→ **Assigned task**
A single number is the whole answer: the count of lines in the records where "enumerated" occurs.

→ **Records supplied**
--*--

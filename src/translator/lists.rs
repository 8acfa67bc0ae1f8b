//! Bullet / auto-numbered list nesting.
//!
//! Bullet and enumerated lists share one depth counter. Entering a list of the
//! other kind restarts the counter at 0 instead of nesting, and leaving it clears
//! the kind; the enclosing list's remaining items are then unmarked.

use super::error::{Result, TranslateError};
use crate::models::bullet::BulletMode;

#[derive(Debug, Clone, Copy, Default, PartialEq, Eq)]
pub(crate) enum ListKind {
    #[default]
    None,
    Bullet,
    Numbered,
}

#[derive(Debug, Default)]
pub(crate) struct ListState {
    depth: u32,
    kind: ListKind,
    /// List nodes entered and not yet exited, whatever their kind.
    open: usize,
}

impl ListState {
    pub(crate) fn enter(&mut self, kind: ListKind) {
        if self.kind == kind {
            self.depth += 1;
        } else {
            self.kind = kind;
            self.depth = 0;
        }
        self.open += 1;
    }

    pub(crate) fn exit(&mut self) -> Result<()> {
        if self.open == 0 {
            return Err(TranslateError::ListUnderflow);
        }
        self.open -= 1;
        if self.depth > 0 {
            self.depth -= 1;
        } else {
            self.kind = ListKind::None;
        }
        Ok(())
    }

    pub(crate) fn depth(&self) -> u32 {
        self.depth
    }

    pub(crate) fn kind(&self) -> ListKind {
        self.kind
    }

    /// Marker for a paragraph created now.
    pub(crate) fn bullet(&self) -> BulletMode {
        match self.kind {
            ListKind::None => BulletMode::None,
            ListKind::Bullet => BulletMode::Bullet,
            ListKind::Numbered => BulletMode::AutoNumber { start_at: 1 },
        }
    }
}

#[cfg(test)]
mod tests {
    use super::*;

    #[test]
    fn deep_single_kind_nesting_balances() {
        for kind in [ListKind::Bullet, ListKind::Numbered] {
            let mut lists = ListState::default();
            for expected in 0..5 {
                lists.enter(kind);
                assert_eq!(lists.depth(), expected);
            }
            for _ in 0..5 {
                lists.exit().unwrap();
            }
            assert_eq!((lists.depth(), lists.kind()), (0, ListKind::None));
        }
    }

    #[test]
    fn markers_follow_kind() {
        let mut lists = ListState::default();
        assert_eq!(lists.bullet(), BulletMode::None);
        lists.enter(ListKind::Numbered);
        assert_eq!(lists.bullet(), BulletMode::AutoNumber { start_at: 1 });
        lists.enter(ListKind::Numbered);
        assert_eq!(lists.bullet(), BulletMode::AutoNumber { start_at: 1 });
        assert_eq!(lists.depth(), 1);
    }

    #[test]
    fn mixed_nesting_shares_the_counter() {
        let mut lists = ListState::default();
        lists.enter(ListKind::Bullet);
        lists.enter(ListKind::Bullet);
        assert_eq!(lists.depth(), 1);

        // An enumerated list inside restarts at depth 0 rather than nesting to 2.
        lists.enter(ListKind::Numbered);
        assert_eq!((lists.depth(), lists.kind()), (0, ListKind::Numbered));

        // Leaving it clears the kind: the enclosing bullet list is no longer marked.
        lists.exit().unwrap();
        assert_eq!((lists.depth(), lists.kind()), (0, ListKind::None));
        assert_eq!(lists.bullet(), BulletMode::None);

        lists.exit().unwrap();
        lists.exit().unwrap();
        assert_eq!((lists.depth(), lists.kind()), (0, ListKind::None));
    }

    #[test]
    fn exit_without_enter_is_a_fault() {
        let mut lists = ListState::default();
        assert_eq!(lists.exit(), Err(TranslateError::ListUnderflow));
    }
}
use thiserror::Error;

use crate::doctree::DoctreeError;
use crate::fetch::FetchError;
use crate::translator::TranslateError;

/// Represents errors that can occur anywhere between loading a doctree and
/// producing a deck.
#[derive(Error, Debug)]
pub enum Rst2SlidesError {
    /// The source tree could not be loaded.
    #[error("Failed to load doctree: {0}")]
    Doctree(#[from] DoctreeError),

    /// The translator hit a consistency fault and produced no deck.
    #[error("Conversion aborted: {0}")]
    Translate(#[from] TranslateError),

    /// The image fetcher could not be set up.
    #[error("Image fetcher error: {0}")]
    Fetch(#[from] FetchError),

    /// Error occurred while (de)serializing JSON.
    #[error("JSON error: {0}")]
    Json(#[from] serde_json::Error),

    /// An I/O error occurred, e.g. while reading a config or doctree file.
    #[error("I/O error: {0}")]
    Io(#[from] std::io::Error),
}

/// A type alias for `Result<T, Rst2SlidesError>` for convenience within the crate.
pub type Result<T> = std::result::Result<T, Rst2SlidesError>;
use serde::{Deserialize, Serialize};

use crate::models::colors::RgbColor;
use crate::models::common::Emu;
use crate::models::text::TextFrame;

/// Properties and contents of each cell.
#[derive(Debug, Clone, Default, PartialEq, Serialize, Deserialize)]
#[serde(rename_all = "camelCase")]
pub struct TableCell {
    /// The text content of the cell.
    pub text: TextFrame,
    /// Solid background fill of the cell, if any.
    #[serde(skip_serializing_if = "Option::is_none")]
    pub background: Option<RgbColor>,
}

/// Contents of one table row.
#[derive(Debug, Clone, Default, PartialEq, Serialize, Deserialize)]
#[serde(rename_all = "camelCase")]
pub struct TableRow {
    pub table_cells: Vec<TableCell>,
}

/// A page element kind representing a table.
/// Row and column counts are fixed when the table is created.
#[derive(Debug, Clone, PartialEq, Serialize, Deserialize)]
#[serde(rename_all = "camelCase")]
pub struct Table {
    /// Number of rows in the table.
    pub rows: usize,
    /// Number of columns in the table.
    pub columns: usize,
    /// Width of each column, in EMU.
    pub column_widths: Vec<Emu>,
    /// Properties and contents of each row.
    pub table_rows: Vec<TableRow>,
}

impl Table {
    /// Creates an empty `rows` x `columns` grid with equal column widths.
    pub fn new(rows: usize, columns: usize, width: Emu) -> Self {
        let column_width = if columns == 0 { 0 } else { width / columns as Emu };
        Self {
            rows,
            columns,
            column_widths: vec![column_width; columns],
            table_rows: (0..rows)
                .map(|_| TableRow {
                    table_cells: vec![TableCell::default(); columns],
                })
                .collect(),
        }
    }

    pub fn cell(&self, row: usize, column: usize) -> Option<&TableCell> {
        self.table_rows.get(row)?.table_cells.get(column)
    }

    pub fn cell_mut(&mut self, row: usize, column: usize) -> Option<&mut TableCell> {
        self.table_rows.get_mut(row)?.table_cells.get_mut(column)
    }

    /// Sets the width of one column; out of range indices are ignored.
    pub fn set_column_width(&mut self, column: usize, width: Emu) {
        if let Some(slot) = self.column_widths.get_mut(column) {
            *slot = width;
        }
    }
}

--*--

→ **Finished task**
2